Mouvementer la peinture

Dans L'Homme sans ombre, reflet, silhouette, ombre, tout se fond, glisse, se liquéfie grâce à la technique mise en œuvre : la peinture. Comme une pâte à modeler qui ne cesse de redéfinir les contours de la forme improvisée, les coups de pinceaux changent, métamorphosent le décor et les personnages. Le fond même de l'image est mouvant, ne se repose pas, la peinture est animée — ou plutôt mouvementée. Georges Schwizgebel lie les plans par des mouvements ou des transformations dessinées.
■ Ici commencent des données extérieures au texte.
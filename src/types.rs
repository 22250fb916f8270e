// Common types used across the application

use chrono::{DateTime, Utc};
use rust_decimal::{Decimal, RoundingStrategy};
use serde::{Deserialize, Serialize};
use std::fmt;

/// Exchange-assigned order id. Opaque; BitoPro hands out numeric strings.
#[derive(Debug, Clone, PartialEq, Eq, Hash, PartialOrd, Ord, Serialize, Deserialize)]
pub struct OrderId(pub String);

impl OrderId {
    pub fn as_str(&self) -> &str {
        &self.0
    }
}

impl fmt::Display for OrderId {
    fn fmt(&self, f: &mut fmt::Formatter<'_>) -> fmt::Result {
        f.write_str(&self.0)
    }
}

impl From<&str> for OrderId {
    fn from(s: &str) -> Self {
        Self(s.to_string())
    }
}

#[derive(Debug, Clone, Copy, PartialEq, Eq, Hash, Serialize, Deserialize)]
pub enum Side {
    Buy,
    Sell,
}

impl Side {
    pub fn opposite(self) -> Side {
        match self {
            Side::Buy => Side::Sell,
            Side::Sell => Side::Buy,
        }
    }

    pub fn from_string(s: &str) -> Option<Self> {
        match s.to_ascii_uppercase().as_str() {
            "BUY" => Some(Side::Buy),
            "SELL" => Some(Side::Sell),
            _ => None,
        }
    }
}

impl fmt::Display for Side {
    fn fmt(&self, f: &mut fmt::Formatter<'_>) -> fmt::Result {
        match self {
            Side::Buy => f.write_str("BUY"),
            Side::Sell => f.write_str("SELL"),
        }
    }
}

#[derive(Debug, Clone, Copy, PartialEq, Eq, Serialize, Deserialize)]
pub enum OrderStatus {
    New,
    PartiallyFilled,
    Filled,
    Canceled,
    Rejected,
}

impl OrderStatus {
    /// Map a BitoPro numeric status.
    ///
    /// -1 not triggered, 0 in progress, 1 partial, 2 filled,
    /// 3 partial then cancelled, 4 cancelled, 6 post-only cancelled.
    pub fn from_bitopro_code(code: i64) -> Option<Self> {
        match code {
            -1 | 0 => Some(OrderStatus::New),
            1 => Some(OrderStatus::PartiallyFilled),
            2 => Some(OrderStatus::Filled),
            3 | 4 => Some(OrderStatus::Canceled),
            6 => Some(OrderStatus::Rejected),
            _ => None,
        }
    }

    pub fn is_terminal(&self) -> bool {
        matches!(self, OrderStatus::Filled | OrderStatus::Canceled | OrderStatus::Rejected)
    }
}

/// Authoritative order detail as returned by `get_order`
#[derive(Debug, Clone, PartialEq, Serialize, Deserialize)]
pub struct Order {
    pub id: OrderId,
    pub pair: String,
    pub side: Side,
    pub price: Decimal,
    pub orig_qty: Decimal,
    pub executed_qty: Decimal,
    pub avg_execution_price: Decimal,
    pub fee: Decimal,
    pub fee_currency: String,
    pub status: OrderStatus,
    pub updated_at: DateTime<Utc>,
}

impl Order {
    /// Price the fill actually happened at; falls back to the limit price
    /// when the exchange reports no average yet.
    pub fn fill_price(&self) -> Decimal {
        if self.avg_execution_price > Decimal::ZERO {
            self.avg_execution_price
        } else {
            self.price
        }
    }
}

#[derive(Debug, Clone, PartialEq, Serialize, Deserialize)]
pub struct PairMetadata {
    pub pair: String,
    /// Decimal places allowed on prices
    pub price_precision: u32,
    /// Decimal places allowed on quantities
    pub quantity_precision: u32,
    pub min_order_qty: Option<Decimal>,
    pub min_notional: Option<Decimal>,
}

impl PairMetadata {
    pub fn quote_asset(&self) -> &str {
        split_pair(&self.pair).1
    }
}

/// `btc_twd` -> (`btc`, `twd`)
pub fn split_pair(pair: &str) -> (&str, &str) {
    pair.split_once('_').unwrap_or((pair, ""))
}

pub fn round_down(value: Decimal, dp: u32) -> Decimal {
    value.round_dp_with_strategy(dp, RoundingStrategy::ToZero)
}

pub fn round_up(value: Decimal, dp: u32) -> Decimal {
    value.round_dp_with_strategy(dp, RoundingStrategy::AwayFromZero)
}

pub fn is_rounded(value: Decimal, dp: u32) -> bool {
    round_down(value, dp) == value
}
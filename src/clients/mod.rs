// Exchange clients

pub mod bitopro_rest;
pub mod bitopro_ws;
pub mod exchange;
pub mod signer;

pub use bitopro_rest::BitoProClient;
pub use bitopro_ws::{decode_active_orders, BitoProStreamConnector};
pub use exchange::{ExchangeApi, OrderHint, StreamConnection, StreamConnector};
pub use signer::{NonceSource, PayloadSigner, SignedPayload};
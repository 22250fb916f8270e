// Request signing for the BitoPro v3 API
//
// payload   = base64url(json(params))
// signature = hex(HMAC-SHA384(secret, payload))

use std::sync::atomic::{AtomicU64, Ordering};
use std::time::{SystemTime, UNIX_EPOCH};

use base64::engine::general_purpose::URL_SAFE;
use base64::Engine;
use hmac::{Hmac, Mac};
use serde_json::Value;
use sha2::Sha384;

use crate::error::{TradingError, TradingResult};

type HmacSha384 = Hmac<Sha384>;

pub const HEADER_API_KEY: &str = "X-BITOPRO-APIKEY";
pub const HEADER_PAYLOAD: &str = "X-BITOPRO-PAYLOAD";
pub const HEADER_SIGNATURE: &str = "X-BITOPRO-SIGNATURE";

/// Payload and signature ready to be attached as headers
#[derive(Debug, Clone, PartialEq, Eq)]
pub struct SignedPayload {
    pub payload: String,
    pub signature: String,
}

#[derive(Clone)]
pub struct PayloadSigner {
    api_key: String,
    secret: String,
}

impl std::fmt::Debug for PayloadSigner {
    fn fmt(&self, f: &mut std::fmt::Formatter<'_>) -> std::fmt::Result {
        f.debug_struct("PayloadSigner")
            .field("api_key", &self.api_key)
            .field("secret", &"***")
            .finish()
    }
}

impl PayloadSigner {
    pub fn new(api_key: impl Into<String>, secret: impl Into<String>) -> Self {
        Self {
            api_key: api_key.into(),
            secret: secret.into(),
        }
    }

    pub fn sign(&self, params: &Value) -> TradingResult<SignedPayload> {
        let json = serde_json::to_string(params)?;
        let payload = URL_SAFE.encode(json.as_bytes());
        let signature = signature_hex(&self.secret, &payload)?;
        Ok(SignedPayload { payload, signature })
    }

    /// The three auth headers in wire order
    pub fn headers(&self, signed: &SignedPayload) -> [(&'static str, String); 3] {
        [
            (HEADER_API_KEY, self.api_key.clone()),
            (HEADER_PAYLOAD, signed.payload.clone()),
            (HEADER_SIGNATURE, signed.signature.clone()),
        ]
    }
}

fn signature_hex(secret: &str, payload: &str) -> TradingResult<String> {
    let mut mac = HmacSha384::new_from_slice(secret.as_bytes())
        .map_err(|e| TradingError::Signature(e.to_string()))?;
    mac.update(payload.as_bytes());
    Ok(hex::encode(mac.finalize().into_bytes()))
}

/// Millisecond nonce that never repeats and never goes backwards, even when
/// two requests land in the same millisecond or the wall clock steps back.
#[derive(Debug, Default)]
pub struct NonceSource {
    last: AtomicU64,
}

impl NonceSource {
    pub fn new() -> Self {
        Self::default()
    }

    pub fn next(&self) -> u64 {
        let now = now_unix_ms();
        let mut prev = self.last.load(Ordering::Relaxed);
        loop {
            let candidate = if now > prev { now } else { prev + 1 };
            match self
                .last
                .compare_exchange_weak(prev, candidate, Ordering::AcqRel, Ordering::Relaxed)
            {
                Ok(_) => return candidate,
                Err(actual) => prev = actual,
            }
        }
    }
}

pub fn now_unix_ms() -> u64 {
    SystemTime::now()
        .duration_since(UNIX_EPOCH)
        .map(|d| d.as_millis() as u64)
        .unwrap_or(0)
}
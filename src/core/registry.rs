//! Single-slot session registry
//!
//! At most one trading session per account. Callers hold an opaque
//! `SessionHandle`; every operation checks it against the occupant.

use std::fmt;

use serde::Serialize;
use tokio::sync::{mpsc, oneshot, Mutex};
use tokio::task::JoinHandle;
use tracing::{info, warn};
use uuid::Uuid;

use super::session::{spawn_session, SessionCommand, SessionDeps, SessionEvent, SessionSnapshot};
use super::session_config::{SessionConfig, SessionConfigPatch};
use crate::error::TradingError;

#[derive(Debug, Clone, PartialEq, Eq, Hash, Serialize)]
pub struct SessionHandle(Uuid);

impl SessionHandle {
    fn new() -> Self {
        Self(Uuid::new_v4())
    }
}

impl fmt::Display for SessionHandle {
    fn fmt(&self, f: &mut fmt::Formatter<'_>) -> fmt::Result {
        write!(f, "{}", self.0)
    }
}

#[derive(Debug, Clone, PartialEq, Serialize)]
pub enum SessionReport {
    Running(SessionSnapshot),
    NotRunning,
}

impl SessionReport {
    pub fn is_running(&self) -> bool {
        matches!(self, SessionReport::Running(_))
    }

    pub fn snapshot(&self) -> Option<&SessionSnapshot> {
        match self {
            SessionReport::Running(s) => Some(s),
            SessionReport::NotRunning => None,
        }
    }
}

struct ActiveSession {
    handle: SessionHandle,
    tx: mpsc::Sender<SessionEvent>,
    join: JoinHandle<()>,
}

impl ActiveSession {
    fn is_alive(&self) -> bool {
        !self.join.is_finished() && !self.tx.is_closed()
    }
}

pub struct SessionRegistry {
    deps: SessionDeps,
    slot: Mutex<Option<ActiveSession>>,
}

impl SessionRegistry {
    pub fn new(deps: SessionDeps) -> Self {
        Self {
            deps,
            slot: Mutex::new(None),
        }
    }

    /// Validate, claim the slot, and wait until the session is running.
    pub async fn start(&self, config: SessionConfig) -> Result<SessionHandle, String> {
        config.validate().map_err(|e| e.to_string())?;

        let handle = SessionHandle::new();
        let start_rx = {
            let mut slot = self.slot.lock().await;
            if slot.as_ref().map(ActiveSession::is_alive).unwrap_or(false) {
                return Err(TradingError::SessionActive.to_string());
            }

            let (tx, join, start_rx) = spawn_session(handle.to_string(), config, self.deps.clone());
            *slot = Some(ActiveSession {
                handle: handle.clone(),
                tx,
                join,
            });
            start_rx
        };

        let outcome = match start_rx.await {
            Ok(result) => result,
            Err(_) => Err(TradingError::Internal("session task ended during start".to_string()).to_string()),
        };

        match outcome {
            Ok(()) => {
                info!("✅ Session {} running", handle);
                Ok(handle)
            }
            Err(msg) => {
                self.clear_if(&handle).await;
                Err(msg)
            }
        }
    }

    pub async fn update(&self, handle: &SessionHandle, patch: SessionConfigPatch) -> Result<(), String> {
        let tx = self.sender_for(handle).await?;
        let (reply, rx) = oneshot::channel();
        send(&tx, SessionCommand::Update { patch, reply }).await?;
        match rx.await {
            Ok(result) => result,
            Err(_) => Err(TradingError::SessionNotRunning.to_string()),
        }
    }

    /// Stop and free the slot. On timeout the actor is aborted and the slot
    /// cleared anyway.
    pub async fn stop(&self, handle: &SessionHandle) -> Result<(), String> {
        let timeout = self.deps.timings.stop_timeout();
        let tx = self.sender_for(handle).await?;
        let (reply, rx) = oneshot::channel();
        let sent = send(&tx, SessionCommand::Stop { reply }).await;

        let mut timed_out = false;
        let result = match sent {
            Err(e) => Err(e),
            Ok(()) => match tokio::time::timeout(timeout, rx).await {
                Ok(Ok(result)) => result,
                Ok(Err(_)) => Err(TradingError::SessionNotRunning.to_string()),
                Err(_) => {
                    timed_out = true;
                    Err(format!("stop timed out after {:?}", timeout))
                }
            },
        };

        if let Some(mut active) = self.take_if(handle).await {
            if timed_out {
                warn!("⚠️ Session {} did not stop in time; aborting", handle);
                active.join.abort();
            } else if tokio::time::timeout(timeout, &mut active.join).await.is_err() {
                warn!("⚠️ Session {} did not finish in time; aborting", handle);
                active.join.abort();
            }
        }
        result
    }

    pub async fn get_state(&self, handle: &SessionHandle) -> SessionReport {
        let Ok(tx) = self.sender_for(handle).await else {
            return SessionReport::NotRunning;
        };

        let (reply, rx) = oneshot::channel();
        if tx.send(SessionEvent::Command(SessionCommand::Snapshot { reply })).await.is_err() {
            return SessionReport::NotRunning;
        }
        match tokio::time::timeout(self.deps.timings.stop_timeout(), rx).await {
            Ok(Ok(snapshot)) => SessionReport::Running(snapshot),
            _ => SessionReport::NotRunning,
        }
    }

    /// Handle of the live session, if any
    pub async fn current(&self) -> Option<SessionHandle> {
        let slot = self.slot.lock().await;
        slot.as_ref()
            .filter(|active| active.is_alive())
            .map(|active| active.handle.clone())
    }

    async fn sender_for(&self, handle: &SessionHandle) -> Result<mpsc::Sender<SessionEvent>, String> {
        let mut slot = self.slot.lock().await;
        let alive = match slot.as_ref() {
            None => return Err(TradingError::SessionNotRunning.to_string()),
            Some(active) if active.handle != *handle => {
                return Err(TradingError::UnknownSession(handle.to_string()).to_string())
            }
            Some(active) => active.is_alive(),
        };

        if !alive {
            *slot = None;
            return Err(TradingError::SessionNotRunning.to_string());
        }
        slot.as_ref()
            .map(|active| active.tx.clone())
            .ok_or_else(|| TradingError::SessionNotRunning.to_string())
    }

    async fn take_if(&self, handle: &SessionHandle) -> Option<ActiveSession> {
        let mut slot = self.slot.lock().await;
        if slot.as_ref().map(|a| a.handle == *handle).unwrap_or(false) {
            slot.take()
        } else {
            None
        }
    }

    async fn clear_if(&self, handle: &SessionHandle) {
        if let Some(active) = self.take_if(handle).await {
            let _ = active.join.await;
        }
    }
}

async fn send(tx: &mpsc::Sender<SessionEvent>, cmd: SessionCommand) -> Result<(), String> {
    tx.send(SessionEvent::Command(cmd))
        .await
        .map_err(|_| TradingError::SessionNotRunning.to_string())
}

#[cfg(test)]
mod tests {
    use super::*;

    #[test]
    fn test_report_accessors() {
        assert!(!SessionReport::NotRunning.is_running());
        assert!(SessionReport::NotRunning.snapshot().is_none());
    }
}
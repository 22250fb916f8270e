// Operator notifications
//
// Sent on hard-stop, fatal start failure and lost stream. Delivery failures
// are logged and never propagate.

use std::collections::VecDeque;
use std::sync::{Arc, Mutex};
use std::time::Duration;

use async_trait::async_trait;
use chrono::{DateTime, Utc};
use serde::Serialize;
use tracing::{error, warn};

#[derive(Debug, Clone, Serialize)]
pub struct Notification {
    pub timestamp: DateTime<Utc>,
    pub message: String,
}

#[async_trait]
pub trait Notifier: Send + Sync {
    async fn notify(&self, message: &str);
}

/// Logs each notification and keeps a bounded history
#[derive(Debug, Clone)]
pub struct LogNotifier {
    history: Arc<Mutex<VecDeque<Notification>>>,
    max_history: usize,
}

impl Default for LogNotifier {
    fn default() -> Self {
        Self::new(100)
    }
}

impl LogNotifier {
    pub fn new(max_history: usize) -> Self {
        Self {
            history: Arc::new(Mutex::new(VecDeque::new())),
            max_history,
        }
    }

    pub fn history(&self) -> Vec<Notification> {
        match self.history.lock() {
            Ok(history) => history.iter().cloned().collect(),
            Err(_) => Vec::new(),
        }
    }

    fn remember(&self, message: &str) {
        if let Ok(mut history) = self.history.lock() {
            history.push_back(Notification {
                timestamp: Utc::now(),
                message: message.to_string(),
            });
            while history.len() > self.max_history {
                history.pop_front();
            }
        }
    }
}

#[async_trait]
impl Notifier for LogNotifier {
    async fn notify(&self, message: &str) {
        error!("🚨 ALERT: {}", message);
        self.remember(message);
    }
}

/// POSTs `{"text": ..., "timestamp": ...}` to a webhook, and logs
pub struct WebhookNotifier {
    client: reqwest::Client,
    url: String,
    log: LogNotifier,
}

impl WebhookNotifier {
    pub fn new(url: impl Into<String>) -> Self {
        let client = reqwest::Client::builder()
            .timeout(Duration::from_secs(10))
            .build()
            .unwrap_or_else(|_| reqwest::Client::new());
        Self {
            client,
            url: url.into(),
            log: LogNotifier::default(),
        }
    }
}

#[async_trait]
impl Notifier for WebhookNotifier {
    async fn notify(&self, message: &str) {
        self.log.notify(message).await;

        let body = serde_json::json!({
            "text": message,
            "timestamp": Utc::now().to_rfc3339(),
        });

        // Delivery runs off the caller's task so teardown never waits on it
        let request = self.client.post(&self.url).json(&body);
        tokio::spawn(async move {
            match request.send().await {
                Ok(resp) if resp.status().is_success() => {}
                Ok(resp) => warn!("⚠️ Webhook returned HTTP {}", resp.status()),
                Err(e) => warn!("⚠️ Webhook delivery failed: {}", e),
            }
        });
    }
}

/// Pick the notifier from config
pub fn from_config(config: &crate::config::NotifyConfig) -> Arc<dyn Notifier> {
    match &config.webhook_url {
        Some(url) => Arc::new(WebhookNotifier::new(url.clone())),
        None => Arc::new(LogNotifier::default()),
    }
}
Cet incessant devenir de l'image, qui caractérise l'œuvre du cinéaste, définit le mieux le cinéma d'animation : changement, transformation, métamorphose, un perpétuel bouleversement. Les peintres qui peuvent être cités ici — Hopper, Escher et de Chirico — offrent tour à tour le réalisme austère cher au premier, les multiplications de points de vue sur une forme pour le deuxième et le décor fortement architecturé pour le troisième. À cela s'ajout ent des renvois à l'expressionnisme allemand (ombres projetées, dégradé de gris, évocation de sentiments par le biais de la structure et de paysages). 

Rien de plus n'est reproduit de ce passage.